- **Problem to solve**
Go through the entries below and copy each line containing the word "serde".

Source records
------------------------------------------------------------------------

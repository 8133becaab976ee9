//! Strategy description for the backtest engine.
//!
//! A strategy is plain data: two lines to compare and the transition
//! function that turns their crossings into signals.

use std::str::FromStr;

use serde::Serialize;

use crate::domain::error::TradelensError;
use crate::domain::indicator::streaming::{ExpSmoother, RollingMean};
use crate::domain::indicator::{exponential_moving_average, macd, moving_average, IndicatorType};
use crate::domain::ohlcv::TimeSeries;
use crate::domain::signal::{crossover_transition, CrossoverRule};

/// A per-bar numeric line: the close itself or an indicator of the close.
#[derive(Debug, Clone, Copy, PartialEq, Eq, Hash)]
pub enum Line {
    Close,
    Indicator(IndicatorType),
}

impl Line {
    pub fn sma(window: usize) -> Self {
        Line::Indicator(IndicatorType::Sma(window))
    }

    pub fn ema(span: usize) -> Self {
        Line::Indicator(IndicatorType::Ema(span))
    }

    pub fn macd_line(fast: usize, slow: usize, signal: usize) -> Self {
        Line::Indicator(IndicatorType::MacdLine { fast, slow, signal })
    }

    pub fn macd_signal(fast: usize, slow: usize, signal: usize) -> Self {
        Line::Indicator(IndicatorType::MacdSignal { fast, slow, signal })
    }

    pub fn window(&self) -> usize {
        match self {
            Line::Close => 1,
            Line::Indicator(t) => t.window(),
        }
    }

    pub fn label(&self) -> String {
        match self {
            Line::Close => "CLOSE".to_string(),
            Line::Indicator(t) => t.to_string(),
        }
    }

    /// Batch values over the whole series.
    pub fn compute(&self, series: &TimeSeries) -> Result<Vec<Option<f64>>, TradelensError> {
        let closes = series.closes();
        match *self {
            Line::Close => Ok(closes.into_iter().map(Some).collect()),
            Line::Indicator(IndicatorType::Sma(window)) => moving_average(&closes, window),
            Line::Indicator(IndicatorType::Ema(span)) => {
                Ok(exponential_moving_average(&closes, span)?
                    .into_iter()
                    .map(Some)
                    .collect())
            }
            Line::Indicator(IndicatorType::MacdLine { fast, slow, signal }) => {
                Ok(macd(&closes, fast, slow, signal)?.line.into_iter().map(Some).collect())
            }
            Line::Indicator(IndicatorType::MacdSignal { fast, slow, signal }) => {
                Ok(macd(&closes, fast, slow, signal)?.signal.into_iter().map(Some).collect())
            }
            Line::Indicator(other) => Err(TradelensError::invalid(format!(
                "{other} is not a price line"
            ))),
        }
    }

    /// Fresh incremental state producing the same values as [`Line::compute`].
    pub fn stream(&self) -> Result<LineState, TradelensError> {
        match *self {
            Line::Close => Ok(LineState::Close),
            Line::Indicator(IndicatorType::Sma(window)) => {
                Ok(LineState::Sma(RollingMean::new(window)?))
            }
            Line::Indicator(IndicatorType::Ema(span)) => Ok(LineState::Ema(ExpSmoother::new(span)?)),
            Line::Indicator(IndicatorType::MacdLine { fast, slow, signal })
            | Line::Indicator(IndicatorType::MacdSignal { fast, slow, signal }) => {
                Ok(LineState::Macd {
                    fast: ExpSmoother::new(fast)?,
                    slow: ExpSmoother::new(slow)?,
                    signal: ExpSmoother::new(signal)?,
                    want_signal: matches!(self, Line::Indicator(IndicatorType::MacdSignal { .. })),
                })
            }
            Line::Indicator(other) => Err(TradelensError::invalid(format!(
                "{other} is not a price line"
            ))),
        }
    }
}

impl Serialize for Line {
    fn serialize<S: serde::Serializer>(&self, serializer: S) -> Result<S::Ok, S::Error> {
        serializer.serialize_str(&self.label())
    }
}

/// Incremental state for one [`Line`], fed one close at a time.
#[derive(Debug, Clone)]
pub enum LineState {
    Close,
    Sma(RollingMean),
    Ema(ExpSmoother),
    Macd {
        fast: ExpSmoother,
        slow: ExpSmoother,
        signal: ExpSmoother,
        want_signal: bool,
    },
}

impl LineState {
    pub fn update(&mut self, close: f64) -> Option<f64> {
        match self {
            LineState::Close => Some(close),
            LineState::Sma(mean) => mean.update(close),
            LineState::Ema(ema) => Some(ema.update(close)),
            LineState::Macd {
                fast,
                slow,
                signal,
                want_signal,
            } => {
                let line = fast.update(close) - slow.update(close);
                let sig = signal.update(line);
                Some(if *want_signal { sig } else { line })
            }
        }
    }
}

#[derive(Debug, Clone, Serialize)]
pub struct Strategy {
    pub name: String,
    pub fast: Line,
    pub slow: Line,
    #[serde(skip)]
    pub rule: CrossoverRule,
}

impl Strategy {
    pub fn new(name: impl Into<String>, fast: Line, slow: Line) -> Self {
        Strategy {
            name: name.into(),
            fast,
            slow,
            rule: crossover_transition,
        }
    }

    pub fn with_rule(mut self, rule: CrossoverRule) -> Self {
        self.rule = rule;
        self
    }

    pub fn golden_cross(fast: usize, slow: usize) -> Self {
        Self::new(
            format!("SMA({fast})/SMA({slow}) crossover"),
            Line::sma(fast),
            Line::sma(slow),
        )
    }

    pub fn ema_crossover(fast: usize, slow: usize) -> Self {
        Self::new(
            format!("EMA({fast})/EMA({slow}) crossover"),
            Line::ema(fast),
            Line::ema(slow),
        )
    }

    pub fn price_crosses_ma(window: usize) -> Self {
        Self::new(format!("close/SMA({window}) crossover"), Line::Close, Line::sma(window))
    }

    pub fn macd_crossover(fast: usize, slow: usize, signal: usize) -> Self {
        Self::new(
            format!("MACD({fast},{slow},{signal}) signal crossover"),
            Line::macd_line(fast, slow, signal),
            Line::macd_signal(fast, slow, signal),
        )
    }

    /// Longest indicator window the strategy needs.
    pub fn required_bars(&self) -> usize {
        self.fast.window().max(self.slow.window())
    }
}

/// Named strategy families selectable from config or the command line.
#[derive(Debug, Clone, Copy, PartialEq, Eq)]
pub enum StrategyKind {
    GoldenCross,
    EmaCrossover,
    PriceCrossesMa,
    MacdCrossover,
}

impl StrategyKind {
    /// `price_crosses_ma` uses only `fast`; `macd_crossover` uses the
    /// standard 9-bar signal span.
    pub fn build(self, fast: usize, slow: usize) -> Strategy {
        match self {
            StrategyKind::GoldenCross => Strategy::golden_cross(fast, slow),
            StrategyKind::EmaCrossover => Strategy::ema_crossover(fast, slow),
            StrategyKind::PriceCrossesMa => Strategy::price_crosses_ma(fast),
            StrategyKind::MacdCrossover => {
                Strategy::macd_crossover(fast, slow, macd::DEFAULT_SIGNAL)
            }
        }
    }
}

impl FromStr for StrategyKind {
    type Err = TradelensError;

    fn from_str(s: &str) -> Result<Self, Self::Err> {
        match s.trim().to_ascii_lowercase().replace('-', "_").as_str() {
            "golden_cross" | "golden" | "sma" => Ok(StrategyKind::GoldenCross),
            "ema_crossover" | "ema" => Ok(StrategyKind::EmaCrossover),
            "price_crosses_ma" | "price_ma" => Ok(StrategyKind::PriceCrossesMa),
            "macd_crossover" | "macd" => Ok(StrategyKind::MacdCrossover),
            other => Err(TradelensError::invalid(format!(
                "unknown strategy '{other}' (expected golden_cross, ema_crossover, price_crosses_ma, macd_crossover)"
            ))),
        }
    }
}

------------------------------------------------------------------------

- **The answer**
use serde::Serialize;
    fn serialize<S: serde::Serializer>(&self, serializer: S) -> Result<S::Ok, S::Error> {
    #[serde(skip)]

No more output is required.